Information required to be delivered pursuant to clauses 5.03(b), 5.03(c) and 5.03(e) above shall be deemed to have been delivered on the date on which the Parent provides notice to the Administrative Agent that such information has been posted on the Parent’s website on the Internet at the website address listed on the signature pages hereof, at xxx.xxx/xxxxx/xxxxxxxx.xxx or at another website identified in such notice and accessible by the Lenders without charge; provided that (x) such notice may be included in a certificate delivered pursuant to clause 5.03(b)(i)(A) or 5.01(c)(i) and (y) the Parent shall deliver paper copies of the information referred to in clauses 5.03(b), 5.03(c) and 5.03(e) to any Lender which requests such delivery.
Each Loan Party hereby acknowledges that (a) the Administrative Agent and/or the Arranger will make available to the Lenders materials and/or information provided by or on behalf of such Loan Party hereunder (collectively, “Loan Party Materials”) by posting the Loan Party Materials on IntraLinks or another similar electronic system (the “Platform”) and (b) certain of the Lenders (each, a “Public Lender”) may have personnel who do not wish to receive material non-public information with respect to the Loan Parties or their respective Affiliates, or the respective securities of any of the foregoing, and who may be engaged in investment and other market-related activities with respect to such Persons’ securities.

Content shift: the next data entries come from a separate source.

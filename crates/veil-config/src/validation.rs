//! Full configuration validation.
//!
//! Validates numeric ranges, color formats and the log level. Each section
//! has its own check; this orchestrator calls them all and collects errors
//! into a single `ConfigError`.

mod helpers;
mod sections;

#[cfg(test)]
mod tests;

use crate::schema::VeilConfig;
use veil_common::ConfigError;

/// Run all validations on a config, collecting all errors.
pub fn validate(config: &VeilConfig) -> Result<(), ConfigError> {
    let mut errors: Vec<String> = Vec::new();

    sections::validate_window(&mut errors, config);
    sections::validate_blur(&mut errors, config);
    sections::validate_background(&mut errors, config);
    sections::validate_logging(&mut errors, config);

    if errors.is_empty() {
        Ok(())
    } else {
        Err(ConfigError::ValidationError(errors.join("; ")))
    }
}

Each Loan Party hereby agrees that so long as any Loan Party is the issuer of any outstanding debt or equity securities that are registered or issued pursuant to a private offering or is actively contemplating issuing any such securities (w) all Loan Party Materials that are to be made available to Public Lenders shall be clearly and conspicuously marked “PUBLIC” which, at a minimum, shall mean that the word “PUBLIC” shall appear prominently on the first page thereof; (x) by marking Loan Party Materials “PUBLIC,” each Loan Party shall be deemed to have authorized the Administrative Agent, the Arranger, and the Lenders to treat such Loan Party Materials as not containing any material non-public information with respect to such Loan Party or its securities for purposes of United States Federal and state securities laws (provided, however, that to the extent such Loan Party Materials constitute Confidential Information, they shall be treated as set forth in Section 9.09); (y) all Loan Party Materials marked “PUBLIC” are permitted to be made available through a portion of the Platform designated “Public Investor;” and (z) the Administrative Agent and the Arranger shall be entitled to treat any Loan Party Materials that are not marked “PUBLIC” as being suitable only for posting on a portion of the Platform not designated “Public Investor.” Notwithstanding the foregoing, no Loan Party shall be under any obligation to xxxx any Loan Party Materials “PUBLIC.”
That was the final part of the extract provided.